‘Flawed’ recruitment rules: Horticulture graduates at SKUAST-K protest for 3rd straight day
Srinagar: Horticulture graduates at the Sher-e-Kashmir University of Agricultural Sciences and Technology (SKUAST) Kashmir continued their protest for the third consecutive day on Wednesday over what they termed as “flawed” recruitment rules framed by the government for filling up various posts in government departments.
The protesting students have locked the entry and exit gates of the university’s Shalimar campus while demanding that government should re-advertise the posts and “rectify” the eligibility criteria.
They said that they will end their protest only after an assurance from the university administration and the government that their grievance will be addressed.

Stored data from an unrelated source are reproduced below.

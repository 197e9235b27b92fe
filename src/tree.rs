//! The shared pattern tree.
//!
//! Fixed-length templates (no `/**`, no `{*name}`) are bucketed by separator
//! count and merged structurally: as long as an incoming chain matches an
//! existing one segment for segment, the existing nodes are reused, and only
//! the diverging suffix is allocated. Variable-length templates are kept in a
//! side list together with the minimum separator count a candidate must have.
//!
//! Nodes live in an arena and refer to each other by [`SegmentId`]; templates
//! live in a parallel list and are referred to by [`TemplateId`] from the
//! `MatchSuccess` terminals.

use crate::compile::{ChainSegment, CompiledTemplate};
use crate::segment::{Segment, SegmentId, SegmentKind};
use crate::template::PathTemplate;
use std::collections::BTreeMap;

/// Index of a registered template in the tree's template list.
#[derive(Debug, Clone, Copy, PartialEq, Eq)]
pub(crate) struct TemplateId(pub(crate) usize);

#[derive(Debug)]
pub(crate) struct VariableRoot {
    pub(crate) root: SegmentId,
    /// Candidates need at least this many separators to be worth trying
    pub(crate) min_separators: usize,
}

#[derive(Debug)]
pub(crate) struct PatternTree<T> {
    arena: Vec<Segment>,
    templates: Vec<T>,
    pub(crate) buckets: BTreeMap<usize, Vec<SegmentId>>,
    pub(crate) variable_roots: Vec<VariableRoot>,
}

impl<T> PatternTree<T> {
    pub(crate) fn new() -> Self {
        PatternTree {
            arena: Vec::new(),
            templates: Vec::new(),
            buckets: BTreeMap::new(),
            variable_roots: Vec::new(),
        }
    }

    pub(crate) fn node(&self, id: SegmentId) -> &Segment {
        &self.arena[id.0]
    }

    pub(crate) fn template(&self, id: TemplateId) -> &T {
        &self.templates[id.0]
    }

    pub(crate) fn clear(&mut self) {
        self.arena.clear();
        self.templates.clear();
        self.buckets.clear();
        self.variable_roots.clear();
    }

    /// Collects the template ids of every `MatchSuccess` below (and including)
    /// `id`, in sibling order, depth first.
    pub(crate) fn collect_successes(&self, id: SegmentId, out: &mut Vec<TemplateId>) {
        let segment = self.node(id);
        if let SegmentKind::MatchSuccess(template) = &segment.kind {
            out.push(*template);
        } else {
            for &next in &segment.next {
                self.collect_successes(next, out);
            }
        }
    }

    /// Like [`collect_successes`](PatternTree::collect_successes), starting
    /// below a node already at hand.
    pub(crate) fn collect_successes_of(&self, segment: &Segment, out: &mut Vec<TemplateId>) {
        for &next in &segment.next {
            self.collect_successes(next, out);
        }
    }

    fn alloc(&mut self, pos: usize, kind: SegmentKind, previous: Option<SegmentId>) -> SegmentId {
        let id = SegmentId(self.arena.len());
        self.arena.push(Segment {
            pos,
            kind,
            next: Vec::new(),
            previous,
        });
        id
    }

    /// Allocates a linear chain for `elements` plus its `MatchSuccess`
    /// terminal, registering `template`. The first new node's `previous` is
    /// `parent`; the caller is responsible for linking it into `parent.next`.
    fn attach_chain(
        &mut self,
        parent: Option<SegmentId>,
        elements: Vec<ChainSegment>,
        match_success_pos: usize,
        template: T,
    ) -> SegmentId {
        let template_id = TemplateId(self.templates.len());
        self.templates.push(template);

        let mut first = None;
        let mut last: Option<SegmentId> = None;
        for element in elements {
            let id = self.alloc(element.pos, element.kind, last.or(parent));
            if let Some(l) = last {
                self.arena[l.0].next.push(id);
            }
            first.get_or_insert(id);
            last = Some(id);
        }
        let success = self.alloc(
            match_success_pos,
            SegmentKind::MatchSuccess(template_id),
            last.or(parent),
        );
        if let Some(l) = last {
            self.arena[l.0].next.push(success);
        }
        first.unwrap_or(success)
    }
}

impl<T: PathTemplate + PartialEq> PatternTree<T> {
    pub(crate) fn insert(&mut self, compiled: CompiledTemplate, template: T) {
        if compiled.variable_length {
            // variable-length chains are never merged, but re-adding an
            // identical template must still be a no-op
            let duplicate = self
                .variable_roots
                .iter()
                .any(|vr| {
                    vr.min_separators == compiled.separator_count
                        && self.chain_equals(vr.root, &compiled, &template)
                });
            if duplicate {
                return;
            }
            let min_separators = compiled.separator_count;
            let root = self.attach_chain(
                None,
                compiled.segments,
                compiled.match_success_pos,
                template,
            );
            self.variable_roots.push(VariableRoot {
                root,
                min_separators,
            });
            return;
        }

        let count = compiled.separator_count;
        let existing = self.buckets.get(&count).and_then(|roots| {
            roots
                .iter()
                .copied()
                .find(|&root| self.matches_head(root, &compiled, &template))
        });
        match existing {
            Some(root) => self.merge_chain(root, compiled, template),
            None => {
                let root = self.attach_chain(
                    None,
                    compiled.segments,
                    compiled.match_success_pos,
                    template,
                );
                self.buckets.entry(count).or_insert_with(Vec::new).push(root);
            }
        }
    }

    /// Whether the arena node `id` is structurally equal to the head of the
    /// incoming chain (its first segment, or its terminal for an empty chain).
    fn matches_head(&self, id: SegmentId, compiled: &CompiledTemplate, template: &T) -> bool {
        match compiled.segments.first() {
            Some(head) => self.matches_element(id, head),
            None => self.matches_terminal(id, compiled.match_success_pos, template),
        }
    }

    fn matches_element(&self, id: SegmentId, element: &ChainSegment) -> bool {
        let segment = self.node(id);
        segment.pos == element.pos && segment.kind.same_rule(&element.kind)
    }

    fn matches_terminal(&self, id: SegmentId, pos: usize, template: &T) -> bool {
        let segment = self.node(id);
        match &segment.kind {
            SegmentKind::MatchSuccess(existing) => {
                segment.pos == pos && self.templates[existing.0] == *template
            }
            _ => false,
        }
    }

    /// Descends from `root` (already known to equal the chain head), reusing
    /// existing nodes while they keep matching and attaching the rest of the
    /// chain at the first divergence. Reaching an equal terminal means the
    /// exact template is already registered, and nothing changes.
    fn merge_chain(&mut self, root: SegmentId, compiled: CompiledTemplate, template: T) {
        debug_assert!(self.matches_head(root, &compiled, &template));
        let CompiledTemplate {
            mut segments,
            match_success_pos,
            ..
        } = compiled;

        let mut node = root;
        let mut index = 1;
        loop {
            if let Some(element) = segments.get(index) {
                let known = self
                    .node(node)
                    .next
                    .iter()
                    .copied()
                    .find(|&next| self.matches_element(next, element));
                match known {
                    Some(next) => {
                        node = next;
                        index += 1;
                    }
                    None => {
                        let rest = segments.split_off(index);
                        let first = self.attach_chain(Some(node), rest, match_success_pos, template);
                        self.arena[node.0].next.push(first);
                        return;
                    }
                }
            } else {
                let known = self
                    .node(node)
                    .next
                    .iter()
                    .copied()
                    .find(|&next| self.matches_terminal(next, match_success_pos, &template));
                if known.is_none() {
                    let success = self.attach_chain(Some(node), Vec::new(), match_success_pos, template);
                    self.arena[node.0].next.push(success);
                }
                return;
            }
        }
    }

    /// Whether the (linear, unmerged) chain starting at `root` is exactly the
    /// incoming template.
    fn chain_equals(&self, root: SegmentId, compiled: &CompiledTemplate, template: &T) -> bool {
        let mut node = root;
        for element in &compiled.segments {
            if !self.matches_element(node, element) {
                return false;
            }
            match self.node(node).next.first() {
                Some(&next) => node = next,
                None => return false,
            }
        }
        self.matches_terminal(node, compiled.match_success_pos, template)
    }

    /// All registered template texts: fixed-length templates by bucket key
    /// ascending, siblings in registration order, depth first; then the
    /// variable-length templates in registration order.
    pub(crate) fn patterns(&self) -> Vec<String> {
        let mut ids = Vec::new();
        for roots in self.buckets.values() {
            for &root in roots {
                self.collect_successes(root, &mut ids);
            }
        }
        for vr in &self.variable_roots {
            self.collect_successes(vr.root, &mut ids);
        }
        ids.iter()
            .map(|&id| self.templates[id.0].template_text().to_string())
            .collect()
    }
}
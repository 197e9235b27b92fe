use std::fmt;

/// A successful match, reported by the `find_*` methods of
/// [`PathMatcher`](crate::PathMatcher).
///
/// ## Examples
/// ```
/// use pathtree::PathMatcher;
///
/// let mut matcher = PathMatcher::new();
/// matcher.add_template("/customer/{id}")?;
///
/// let result = matcher.find_first_match("/customer/78").unwrap();
/// assert_eq!(*result.template(), "/customer/{id}");
/// assert_eq!(result.path(), "/customer/78");
/// assert_eq!(result.value("id"), Some("78"));
/// assert_eq!(result.value("missing"), None);
/// # Ok::<(), pathtree::PatternError>(())
/// ```
pub struct MatchResult<'m, T> {
    pub(crate) template: &'m T,
    pub(crate) path: String,
    pub(crate) variables: Option<Vec<(String, String)>>,
}

impl<'m, T> MatchResult<'m, T> {
    /// The registered template that matched.
    pub fn template(&self) -> &'m T {
        self.template
    }

    /// The candidate path that matched, as passed to the matcher (not
    /// normalized).
    pub fn path(&self) -> &str {
        &self.path
    }

    /// All captured variables, in the order they were recorded during the
    /// match (innermost segment first). Empty if the template captures
    /// nothing.
    pub fn variables(&self) -> &[(String, String)] {
        self.variables.as_deref().unwrap_or(&[])
    }

    /// The captured value of the variable `key`, or `None` if the template
    /// has no such capture.
    pub fn value(&self, key: &str) -> Option<&str> {
        self.variables()
            .iter()
            .find(|(k, _)| k == key)
            .map(|(_, v)| v.as_str())
    }
}

impl<'m, T: fmt::Debug> fmt::Debug for MatchResult<'m, T> {
    fn fmt(&self, f: &mut fmt::Formatter<'_>) -> fmt::Result {
        f.debug_struct("MatchResult")
            .field("template", &self.template)
            .field("path", &self.path)
            .field("variables", &self.variables())
            .finish()
    }
}

impl<'m, T> Clone for MatchResult<'m, T> {
    // manual impl because derive would add a `T: Clone` bound, even though
    // only the reference is cloned
    fn clone(&self) -> Self {
        MatchResult {
            template: self.template,
            path: self.path.clone(),
            variables: self.variables.clone(),
        }
    }
}
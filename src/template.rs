/// A template that can be registered with a [`PathMatcher`](crate::PathMatcher).
///
/// The matcher only needs the textual form of the template; everything else is
/// up to the implementor. A routing table would typically implement this for
/// its route type so that a [`MatchResult`](crate::MatchResult) hands back the
/// route itself, not just its text.
///
/// The `PartialEq` bound on [`PathMatcher`](crate::PathMatcher) is what makes
/// re-registering the same template a no-op, so `==` should agree with
/// `template_text` equality for types used as templates.
///
/// ## Examples
/// ```
/// use pathtree::PathTemplate;
///
/// #[derive(PartialEq)]
/// struct Route(String);
///
/// impl PathTemplate for Route {
///     fn template_text(&self) -> &str {
///         &self.0
///     }
/// }
/// ```
pub trait PathTemplate {
    /// The template text, e.g. `"/customer/{id}"`.
    fn template_text(&self) -> &str;
}

impl PathTemplate for String {
    fn template_text(&self) -> &str {
        self
    }
}

impl PathTemplate for &str {
    fn template_text(&self) -> &str {
        self
    }
}
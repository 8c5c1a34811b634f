use std::path::{Path, PathBuf};

use log::{debug, info};

use super::AWS_SHARED_CREDENTIALS_FILE;
use crate::{
    config::{Deployment, EksCluster, RegistryParams},
    error::{Error, Result},
    process,
};

const DOCKER_CONFIG_FILE: &str = "config.json";
const ECR_CREDENTIAL_HELPER: &str = "ecr-login";

fn credentials_file(deployment: &Deployment, service_key: &str) -> Result<PathBuf> {
    let path = deployment.secret_path(service_key);
    if !path.is_file() {
        return Err(Error::MissingCredentialFile { path });
    }
    Ok(std::path::absolute(path)?)
}

/// Routes registry operations through `docker-credential-ecr-login`.
///
/// The credential helper is spawned by later `docker` invocations and reads
/// `AWS_SHARED_CREDENTIALS_FILE` from their environment, so the variable is set for the rest of
/// this process. The docker client config keeps the helper setting after the process exits.
pub fn registry(deployment: &Deployment, params: &RegistryParams, docker_config_dir: &Path) -> Result<()> {
    let credentials = credentials_file(deployment, &params.service_key)?;

    debug!("{AWS_SHARED_CREDENTIALS_FILE}={}", credentials.display());
    std::env::set_var(AWS_SHARED_CREDENTIALS_FILE, &credentials);

    let path = docker_config_dir.join(DOCKER_CONFIG_FILE);
    set_credential_store(&path, ECR_CREDENTIAL_HELPER)?;
    info!(
        "docker credential store set to {ECR_CREDENTIAL_HELPER} in {}",
        path.display()
    );
    Ok(())
}

/// Merges `credsStore` into the docker client config, keeping every other setting.
fn set_credential_store(path: &Path, helper: &str) -> Result<()> {
    let mut config = match std::fs::read(path) {
        Ok(bytes) if !bytes.is_empty() => serde_json::from_slice(&bytes)?,
        Ok(_) => serde_json::Map::new(),
        Err(error) if error.kind() == std::io::ErrorKind::NotFound => serde_json::Map::new(),
        Err(error) => return Err(error.into()),
    };
    config.insert("credsStore".to_owned(), helper.into());

    if let Some(dir) = path.parent() {
        std::fs::create_dir_all(dir)?;
    }
    std::fs::write(path, serde_json::to_vec_pretty(&config)?)?;
    Ok(())
}

/// Points the current kubeconfig context at the EKS cluster. The credentials file is only visible
/// to the `aws` child process.
pub fn cluster(deployment: &Deployment, cluster: &EksCluster) -> Result<()> {
    let credentials = credentials_file(deployment, &cluster.service_key)?;

    let command = process::command!("aws", "eks", "update-kubeconfig", "--name", cluster.cluster);
    let command = match cluster.region.as_deref() {
        Some(region) => process::args!(command, "--region", region),
        None => command,
    };
    command
        .env(AWS_SHARED_CREDENTIALS_FILE, credentials)
        .status()?;
    Ok(())
}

With regard to their reservations over the recruitment rules, the protesting students accused the government of ruining their career saying that one-year diploma holders (BHT) had been kept eligible for Horticulture Technician-1V posts whereas professional degree holders (B. Sc. Horticulture graduates) were ironically deprived from the eligibility.
They said that in the in the recently advertised posts of Canning Instructor, the JKSSB had set Degree/Diploma in Food Processing or Fruit Preservation as eligibility criteria for the post, however in case of Horticulture Technician-IV, Diploma holders had been exclusively made eligible to apply.
“Such a blunder in eligibility criteria by the higher-ups in the administration has left the unemployed horticulture professionals in a state of despair,” a protesting student alleged.
The aggrieved students demanded withdrawal of the said posts till the eligibility is “rectified as per the justified eligibility criteria”.
They demanded the related amendment in the eligibility criteria be brought about on priority basis as they have been waiting for the vacancies for more than a decade.
The protesting Horticulture graduates further complained that there had been no progress in the 2018 Rehbar-e-Baghbani scheme proposal by the department for engaging professionals they said had added to their miseries.